The BSR report's findings aren't much of a surprise given that the UN Human Right Council has already cited Facebook's role in spreading hate speech, a persistent problem among other social media services like Twitter.

Facebook acknowledged as much in a post announcing the report's publication.

"The report concludes that, prior to this year, we weren’t doing enough to help prevent our platform from being used to foment division and incite offline violence," said product policy manager Alex Warofka. "We agree that we can and should do more."

The cleanup begins

Warofka proceeds to recount company's continued efforts to clean up the toxic content that keeps spilling into the media environment via the Facebook sluice. He says the company is working on governance and accountability, content policy enforcement, publishing data to improve trust and transparency, and technical changes.

One such step includes dropping support for the Zawgyi font to force the country toward unicode support. Apparently, this will help automated content detection.

As a yardstick to measure the company's commitment to draining its swamp, Warofka said Facebook caught 64,000 pieces of hate content in Myanmar, 63 per cent of which were caught proactively – before they could do damage. That's up from 13 per cent in Q4 2017 and 52 per cent in Q2 2018. Before long, assuming Facebook's cleanup continues to produce results, people may not even notice the poisoned waters.

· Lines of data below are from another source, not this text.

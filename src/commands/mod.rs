//! # CLI Command Implementations
//!
//! This module contains the implementation for each subcommand of the
//! `gopin` command-line tool. Each subcommand is defined in its own file to
//! keep the logic separated and maintainable.
//!
//! Each command module contains an `Args` struct deriving `clap::Args` and
//! an `execute` function that orchestrates the command by calling into the
//! `gopin` library. Workspace resolution happens here, once, so that the
//! library entry points receive an explicit `Workspace` value and never
//! consult the environment themselves.

pub mod completions;
pub mod ls;
pub mod restore;
pub mod snapshot;
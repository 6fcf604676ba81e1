//! # gopin CLI
//!
//! This is the binary entry point for the `gopin` command-line tool.
//!
//! Its primary responsibilities are:
//! - Parsing command-line arguments using `clap`.
//! - Executing the appropriate command based on the parsed arguments.
//! - Handling top-level application errors and translating them into
//!   user-friendly output.
//!
//! The core application logic lives in the `gopin` library crate; the
//! binary is a thin wrapper around it.

mod cli;
mod commands;

use anyhow::Result;
use clap::Parser;

fn main() -> Result<()> {
    let cli = cli::Cli::parse();
    cli.execute()
}
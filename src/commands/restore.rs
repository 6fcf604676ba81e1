//! # Restore Command Implementation
//!
//! This module implements the `restore` subcommand, which replays a lock
//! document against the workspace: every recorded repository is fetched,
//! force-checked-out at its pinned revision, and built.
//!
//! Fetch and build failures are reported but absorbed; a failed pin aborts
//! the restore, because continuing past an unpinned repository would
//! silently produce a workspace inconsistent with the lock document.

use anyhow::Result;
use clap::Args;
use std::fs;
use std::path::PathBuf;

use gopin::git::SystemGit;
use gopin::lockfile::LockDocument;
use gopin::output::{emoji, OutputConfig};
use gopin::restore::RestoreEngine;
use gopin::toolchain::GoToolchain;
use gopin::workspace;
use gopin::workspace::Workspace;

/// Arguments for the restore command
#[derive(Args, Debug)]
pub struct RestoreArgs {
    /// Path of the lock document to restore from
    #[arg(short, long, value_name = "FILE", default_value = "dependencies.json")]
    pub lockfile: PathBuf,

    /// Workspace gopath (defaults to the first entry of $GOPATH)
    #[arg(long, value_name = "DIR")]
    pub gopath: Option<PathBuf>,

    /// Suppress all output except errors
    #[arg(short, long)]
    pub quiet: bool,
}

/// Execute the `restore` command.
pub fn execute(args: RestoreArgs, color_flag: &str) -> Result<()> {
    let output_config = OutputConfig::from_env_and_flag(color_flag);

    let gopath = match args.gopath {
        Some(gopath) => gopath,
        None => workspace::gopath_from_env()?,
    };
    let ws = Workspace::new(gopath.join("src"));

    let document = LockDocument::from_file(&args.lockfile)?;

    if !args.quiet {
        println!(
            "{} Restoring {} repositories into {}",
            emoji(&output_config, "📦", "[RESTORE]"),
            document.len(),
            ws.root().display()
        );
    }

    // The fetch pass runs with the workspace root as working directory, so
    // it has to exist even for a fresh workspace.
    fs::create_dir_all(ws.root())?;

    let git = SystemGit::new();
    let toolchain = GoToolchain::new(gopath);
    let engine = RestoreEngine::new(&git, &toolchain);

    match engine.restore(&document, &ws) {
        Ok(report) => {
            if !args.quiet {
                let absorbed = report.absorbed_failures();
                if absorbed > 0 {
                    println!(
                        "{} Restored {} repositories ({} non-fatal command failures, see warnings)",
                        emoji(&output_config, "⚠️", "[WARN]"),
                        document.len(),
                        absorbed
                    );
                } else {
                    println!(
                        "{} Restored {} repositories",
                        emoji(&output_config, "✅", "[OK]"),
                        document.len()
                    );
                }
            }
            Ok(())
        }
        Err(e) => {
            if !args.quiet {
                println!("{} Restore failed", emoji(&output_config, "❌", "[FAIL]"));
            }
            Err(e.into())
        }
    }
}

Human rights advocacy group Amnesty International isn't impressed and said as much via Twitter. "This report shows that Facebook did too little too late to stop murderous incitement & misinformation on its platform prior to – and during – atrocities in #Myanmar," the organization said.

Local activists and rights groups in the country warned Facebook about the risks years ago, said Amnesty, which issued its own report on the violence in Myanmar over the summer.

Lost chances

Laura Haigh, Amnesty International's Myanmar researcher, appears to be similarly underwhelmed. The report raises more questions than answers, she said via Twitter. It dodges key issues like whether the company could have done more to prevent the abuse of its platform. "They could have," she said.

For all this, the BSR report manages to credit Facebook for positive developments in Myanmar. It quotes an unnamed interview subject:

"There has been a significant increase in freedom of expression in Myanmar over the past five years, and Facebook has played a very important role in that … despite all the challenges relating to hate speech, we must not forget this fundamentally positive purpose."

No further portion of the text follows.